Vollversicherung

Auch: Wertentsprechende Versicherung

Vollversicherung liegt vor, wenn die Versicherungssumme in der Wohngebäudeversicherung genau dem tatsächlichen Wert des Gebäudes (in der Regel dem Neuwert) entspricht. Im Schadenfall wird der Schaden dann vollständig – ohne anteilige Kürzung – ersetzt.

Ausführliche Erklärung

Der Begriff der Vollversicherung ist der Idealzustand, an dem sich die verschiedenen Tarifmodelle der Wohngebäudeversicherung messen lassen müssen:

  • Bedeutung der Wertermittlung: Da sich der reale Wert eines Gebäudes durch Baupreisentwicklung, Modernisierungen oder Anbauten laufend verändert, ist eine dauerhafte exakte Vollversicherung ohne automatische Anpassungsmechanismen schwer zu erreichen. Deshalb arbeiten viele Versicherer mit dynamischen Modellen wie dem Versicherungswert 1914 oder dem Wohnflächentarif, die die Versicherungssumme automatisch an die Baupreisentwicklung koppeln.
  • Abgrenzung zur Unterversicherung: Liegt die Versicherungssumme unter dem tatsächlichen Wert (Unterversicherung), kürzt der Versicherer die Entschädigung im Schadenfall anteilig (§ 75 VVG) – selbst bei einem Teilschaden.
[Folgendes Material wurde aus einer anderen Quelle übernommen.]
use thiserror::Error;

/// Errors surfaced by the database layer itself (connection management,
/// health checks). Query-level errors stay as `sea_orm::DbErr` and are
/// mapped by the domain crates.
#[derive(Debug, Error)]
pub enum DatabaseError {
    #[error("Connection failed: {0}")]
    ConnectionFailed(String),

    #[error("Health check failed: {0}")]
    HealthCheckFailed(String),

    #[error("Migration failed: {0}")]
    MigrationFailed(String),
}

pub type DatabaseResult<T> = Result<T, DatabaseError>;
Vollversicherung vermeidet dieses Risiko vollständig.
  • Abgrenzung zur Überversicherung: Liegt die Versicherungssumme über dem tatsächlichen Wert, zahlt der Versicherungsnehmer unnötig hohe Prämien, ohne im Schadenfall mehr als den tatsächlichen Wert ersetzt zu bekommen (Bereicherungsverbot, § 74 VVG).
  • Unterversicherungsverzicht als Praxislösung: Viele Versicherer bieten gegen geringen Prämienaufschlag einen sogenannten Unterversicherungsverzicht an: Der Versicherer verzichtet auf die Einrede der Unterversicherung, sofern die Versicherungssumme nach einem vorgegebenen, meist einfachen Berechnungsverfahren (z. B. Wohnflächentarif) ermittelt wurde. Dies kommt einer faktischen Vollversicherung nahe, ohne dass eine exakte Wertfeststellung im Vorfeld erforderlich ist.
  • Praxisrelevanz für Makler: Bei Eigentumsübergang sollte der Makler den Käufer darauf hinweisen, die bestehende Wohngebäudeversicherung auf ausreichende Deckungssumme zu prüfen – insbesondere nach Modernisierungen, Anbauten oder bei sehr alten Verträgen, bei denen die automatische Wertanpassung möglicherweise nicht mit realen Bauwertsteigerungen Schritt gehalten hat.

Beispiel aus der Praxis

Ein Gebäude hat einen Neuwert von 400.000 Euro. Die Versicherungssumme der Wohngebäudeversicherung entspricht exakt diesem Betrag. Bei einem Brandschaden von 150.000 Euro erstattet der Versicherer den vollen Schadenbetrag ohne Abzug, da keine Unterversicherung vorliegt – der Vertrag stellt eine Vollversicherung dar.

Rechtsgrundlage

§ 75 VVG – Regelt die anteilige Kürzung der Entschädigung bei Unterversicherung; im Umkehrschluss ergibt sich daraus, dass bei einer dem Versicherungswert entsprechenden Versicherungssumme (Vollversicherung) keine Kürzung erfolgt.